» **Exercise goal**
A faithful transcription of the entries below is required.

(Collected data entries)
-----
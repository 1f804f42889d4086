//! Child process launcher.
//!
//! Starts the child with:
//! - an explicit environment (`env_clear()` followed by the caller's map),
//!   after the resolver has had a chance to augment `PATH`;
//! - stdin closed, so the child can never block waiting for input;
//! - stdout and stderr merged into one framed line stream;
//! - `kill_on_drop(true)`, so an abandoned child is cleaned up;
//! - on Unix, its own process group, so termination reaches grandchildren
//!   that inherited the output pipes.
//!
//! Batch scripts on Windows are run through `%COMSPEC% /d /s /c "…"` with
//! cmd-style quoting rather than through a shell flag.

use std::ffi::OsString;
use std::path::{Path, PathBuf};
use std::pin::Pin;
use std::process::Stdio;

use futures_util::{stream, Stream, StreamExt};
use tokio::io::AsyncRead;
use tokio::process::{Child, Command};
use tokio_util::codec::FramedRead;
use tracing::info;

use super::platform::{env_lookup, is_batch_script, quote_for_cmd, Platform};
use super::resolver::{ExecutableResolver, SearchPathResolver};
use super::terminate::Terminator;
use super::EnvMap;
use crate::stream::codec::{Frame, LineCodec, MAX_LINE_BYTES};
use crate::{AppError, Result};

/// Merged, framed child output.
pub type OutputStream = Pin<Box<dyn Stream<Item = Result<Frame>> + Send>>;

/// Everything needed to start one child.
#[derive(Debug, Clone, PartialEq, Eq)]
pub struct LaunchRequest {
    /// Logical command name or path.
    pub program: String,
    /// Arguments after the program.
    pub args: Vec<String>,
    /// Directory the child starts in.
    pub working_dir: PathBuf,
    /// Complete child environment.
    pub env: EnvMap,
}

/// A running child and the handles needed to supervise it.
pub struct LaunchedProcess {
    /// Process handle; owned by whoever reaps the child.
    pub child: Child,
    /// Merged stdout + stderr, one item per line.
    pub output: OutputStream,
    /// Shared termination handle.
    pub terminator: Terminator,
}

impl std::fmt::Debug for LaunchedProcess {
    fn fmt(&self, f: &mut std::fmt::Formatter<'_>) -> std::fmt::Result {
        f.debug_struct("LaunchedProcess")
            .field("child", &self.child)
            .field("terminator", &self.terminator)
            .finish_non_exhaustive()
    }
}

/// Program and argument layout actually handed to the OS.
#[derive(Debug, Clone, PartialEq, Eq)]
pub struct CommandPlan {
    /// Executable to start.
    pub program: OsString,
    /// Ordinary, individually quoted arguments.
    pub args: Vec<String>,
    /// Pre-quoted tail appended verbatim (Windows batch wrapping only).
    pub raw_tail: Option<String>,
}

/// Lay out the command for `resolved` on `platform`.
#[must_use]
pub fn plan_command(
    platform: Platform,
    resolved: &Path,
    args: &[String],
    env: &EnvMap,
) -> CommandPlan {
    if platform == Platform::Windows && is_batch_script(resolved) {
        let comspec = env_lookup(env, "COMSPEC").unwrap_or("cmd.exe");
        let line = std::iter::once(resolved.to_string_lossy().into_owned())
            .chain(args.iter().cloned())
            .map(|arg| quote_for_cmd(&arg))
            .collect::<Vec<_>>()
            .join(" ");
        return CommandPlan {
            program: OsString::from(comspec),
            args: Vec::new(),
            raw_tail: Some(format!("/d /s /c \"{line}\"")),
        };
    }

    CommandPlan {
        program: resolved.as_os_str().to_owned(),
        args: args.to_vec(),
        raw_tail: None,
    }
}

/// Merge two output pipes into a single framed line stream.
///
/// Lines from each pipe keep their relative order; lines from different
/// pipes interleave in arrival order. The stream ends once both pipes do.
pub fn merge_output<A, B>(stdout: A, stderr: B, max_line_bytes: usize) -> OutputStream
where
    A: AsyncRead + Send + 'static,
    B: AsyncRead + Send + 'static,
{
    let out = FramedRead::new(stdout, LineCodec::with_max_length(max_line_bytes));
    let err = FramedRead::new(stderr, LineCodec::with_max_length(max_line_bytes));
    stream::select(out, err).boxed()
}

/// Starts children using an [`ExecutableResolver`].
#[derive(Debug, Clone)]
pub struct ProcessLauncher<R = SearchPathResolver> {
    resolver: R,
    platform: Platform,
    max_line_bytes: usize,
}

impl<R: ExecutableResolver> ProcessLauncher<R> {
    /// Launcher for the current host using `resolver`.
    #[must_use]
    pub fn new(resolver: R) -> Self {
        Self {
            resolver,
            platform: Platform::current(),
            max_line_bytes: MAX_LINE_BYTES,
        }
    }

    /// Override the per-line size limit of the output stream.
    #[must_use]
    pub fn with_max_line_bytes(mut self, max_line_bytes: usize) -> Self {
        self.max_line_bytes = max_line_bytes;
        self
    }

    /// Start the child described by `request`.
    ///
    /// Must be called from within a tokio runtime.
    ///
    /// # Errors
    ///
    /// Returns `AppError::Launch` if the executable cannot be started or its
    /// output pipes cannot be captured.
    pub fn launch(&self, request: &LaunchRequest) -> Result<LaunchedProcess> {
        let mut env = request.env.clone();
        self.resolver.augment_path(&mut env);
        let resolved = self.resolver.resolve(&request.program, &env);
        let plan = plan_command(self.platform, &resolved, &request.args, &env);

        let mut cmd = Command::new(&plan.program);
        cmd.args(&plan.args);
        if let Some(tail) = &plan.raw_tail {
            append_raw(&mut cmd, tail);
        }

        cmd.env_clear()
            .envs(&env)
            .current_dir(&request.working_dir)
            .stdin(Stdio::null())
            .stdout(Stdio::piped())
            .stderr(Stdio::piped())
            .kill_on_drop(true);

        #[cfg(unix)]
        cmd.process_group(0);

        let mut child = cmd.spawn().map_err(|err| {
            AppError::Launch(format!("failed to start {}: {err}", resolved.display()))
        })?;

        let stdout = child
            .stdout
            .take()
            .ok_or_else(|| AppError::Launch("failed to capture child stdout".into()))?;
        let stderr = child
            .stderr
            .take()
            .ok_or_else(|| AppError::Launch("failed to capture child stderr".into()))?;

        let pid = child.id();
        info!(
            pid = pid.unwrap_or(0),
            program = %resolved.display(),
            cwd = %request.working_dir.display(),
            "child process launched"
        );

        Ok(LaunchedProcess {
            child,
            output: merge_output(stdout, stderr, self.max_line_bytes),
            terminator: Terminator::new(pid),
        })
    }
}

#[cfg(windows)]
fn append_raw(cmd: &mut Command, tail: &str) {
    cmd.raw_arg(tail);
}

#[cfg(not(windows))]
fn append_raw(cmd: &mut Command, tail: &str) {
    cmd.arg(tail);
}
-----
» **Response below**
repository 1f804f42889d4086
//! Child process launcher.
//!
//! Starts the child with:
//! - an explicit environment (`env_clear()` followed by the caller's map),
//!   after the resolver has had a chance to augment `PATH`;
//! - stdin closed, so the child can never block waiting for input;
//! - stdout and stderr merged into one framed line stream;
//! - `kill_on_drop(true)`, so an abandoned child is cleaned up;
//! - on Unix, its own process group, so termination reaches grandchildren
//!   that inherited the output pipes.
//!
//! Batch scripts on Windows are run through `%COMSPEC% /d /s /c "…"` with
//! cmd-style quoting rather than through a shell flag.

use std::ffi::OsString;
use std::path::{Path, PathBuf};
use std::pin::Pin;
use std::process::Stdio;

use futures_util::{stream, Stream, StreamExt};
use tokio::io::AsyncRead;
use tokio::process::{Child, Command};
use tokio_util::codec::FramedRead;
use tracing::info;

use super::platform::{env_lookup, is_batch_script, quote_for_cmd, Platform};
use super::resolver::{ExecutableResolver, SearchPathResolver};
use super::terminate::Terminator;
use super::EnvMap;
use crate::stream::codec::{Frame, LineCodec, MAX_LINE_BYTES};
use crate::{AppError, Result};

/// Merged, framed child output.
pub type OutputStream = Pin<Box<dyn Stream<Item = Result<Frame>> + Send>>;

/// Everything needed to start one child.
#[derive(Debug, Clone, PartialEq, Eq)]
pub struct LaunchRequest {
    /// Logical command name or path.
    pub program: String,
    /// Arguments after the program.
    pub args: Vec<String>,
    /// Directory the child starts in.
    pub working_dir: PathBuf,
    /// Complete child environment.
    pub env: EnvMap,
}

/// A running child and the handles needed to supervise it.
pub struct LaunchedProcess {
    /// Process handle; owned by whoever reaps the child.
    pub child: Child,
    /// Merged stdout + stderr, one item per line.
    pub output: OutputStream,
    /// Shared termination handle.
    pub terminator: Terminator,
}

impl std::fmt::Debug for LaunchedProcess {
    fn fmt(&self, f: &mut std::fmt::Formatter<'_>) -> std::fmt::Result {
        f.debug_struct("LaunchedProcess")
            .field("child", &self.child)
            .field("terminator", &self.terminator)
            .finish_non_exhaustive()
    }
}

/// Program and argument layout actually handed to the OS.
#[derive(Debug, Clone, PartialEq, Eq)]
pub struct CommandPlan {
    /// Executable to start.
    pub program: OsString,
    /// Ordinary, individually quoted arguments.
    pub args: Vec<String>,
    /// Pre-quoted tail appended verbatim (Windows batch wrapping only).
    pub raw_tail: Option<String>,
}

/// Lay out the command for `resolved` on `platform`.
#[must_use]
pub fn plan_command(
    platform: Platform,
    resolved: &Path,
    args: &[String],
    env: &EnvMap,
) -> CommandPlan {
    if platform == Platform::Windows && is_batch_script(resolved) {
        let comspec = env_lookup(env, "COMSPEC").unwrap_or("cmd.exe");
        let line = std::iter::once(resolved.to_string_lossy().into_owned())
            .chain(args.iter().cloned())
            .map(|arg| quote_for_cmd(&arg))
            .collect::<Vec<_>>()
            .join(" ");
        return CommandPlan {
            program: OsString::from(comspec),
            args: Vec::new(),
            raw_tail: Some(format!("/d /s /c \"{line}\"")),
        };
    }

    CommandPlan {
        program: resolved.as_os_str().to_owned(),
        args: args.to_vec(),
        raw_tail: None,
    }
}

/// Merge two output pipes into a single framed line stream.
///
/// Lines from each pipe keep their relative order; lines from different
/// pipes interleave in arrival order. The stream ends once both pipes do.
pub fn merge_output<A, B>(stdout: A, stderr: B, max_line_bytes: usize) -> OutputStream
where
    A: AsyncRead + Send + 'static,
    B: AsyncRead + Send + 'static,
{
    let out = FramedRead::new(stdout, LineCodec::with_max_length(max_line_bytes));
    let err = FramedRead::new(stderr, LineCodec::with_max_length(max_line_bytes));
    stream::select(out, err).boxed()
}

/// Starts children using an [`ExecutableResolver`].
#[derive(Debug, Clone)]
pub struct ProcessLauncher<R = SearchPathResolver> {
    resolver: R,
    platform: Platform,
    max_line_bytes: usize,
}

impl<R: ExecutableResolver> ProcessLauncher<R> {
    /// Launcher for the current host using `resolver`.
    #[must_use]
    pub fn new(resolver: R) -> Self {
        Self {
            resolver,
            platform: Platform::current(),
            max_line_bytes: MAX_LINE_BYTES,
        }
    }

    /// Override the per-line size limit of the output stream.
    #[must_use]
    pub fn with_max_line_bytes(mut self, max_line_bytes: usize) -> Self {
        self.max_line_bytes = max_line_bytes;
        self
    }

    /// Start the child described by `request`.
    ///
    /// Must be called from within a tokio runtime.
    ///
    /// # Errors
    ///
    /// Returns `AppError::Launch` if the executable cannot be started or its
    /// output pipes cannot be captured.
    pub fn launch(&self, request: &LaunchRequest) -> Result<LaunchedProcess> {
        let mut env = request.env.clone();
        self.resolver.augment_path(&mut env);
        let resolved = self.resolver.resolve(&request.program, &env);
        let plan = plan_command(self.platform, &resolved, &request.args, &env);

        let mut cmd = Command::new(&plan.program);
        cmd.args(&plan.args);
        if let Some(tail) = &plan.raw_tail {
            append_raw(&mut cmd, tail);
        }

        cmd.env_clear()
            .envs(&env)
            .current_dir(&request.working_dir)
            .stdin(Stdio::null())
            .stdout(Stdio::piped())
            .stderr(Stdio::piped())
            .kill_on_drop(true);

        #[cfg(unix)]
        cmd.process_group(0);

        let mut child = cmd.spawn().map_err(|err| {
            AppError::Launch(format!("failed to start {}: {err}", resolved.display()))
        })?;

        let stdout = child
            .stdout
            .take()
            .ok_or_else(|| AppError::Launch("failed to capture child stdout".into()))?;
        let stderr = child
            .stderr
            .take()
            .ok_or_else(|| AppError::Launch("failed to capture child stderr".into()))?;

        let pid = child.id();
        info!(
            pid = pid.unwrap_or(0),
            program = %resolved.display(),
            cwd = %request.working_dir.display(),
            "child process launched"
        );

        Ok(LaunchedProcess {
            child,
            output: merge_output(stdout, stderr, self.max_line_bytes),
            terminator: Terminator::new(pid),
        })
    }
}

#[cfg(windows)]
fn append_raw(cmd: &mut Command, tail: &str) {
    cmd.raw_arg(tail);
}

#[cfg(not(windows))]
fn append_raw(cmd: &mut Command, tail: &str) {
    cmd.arg(tail);
}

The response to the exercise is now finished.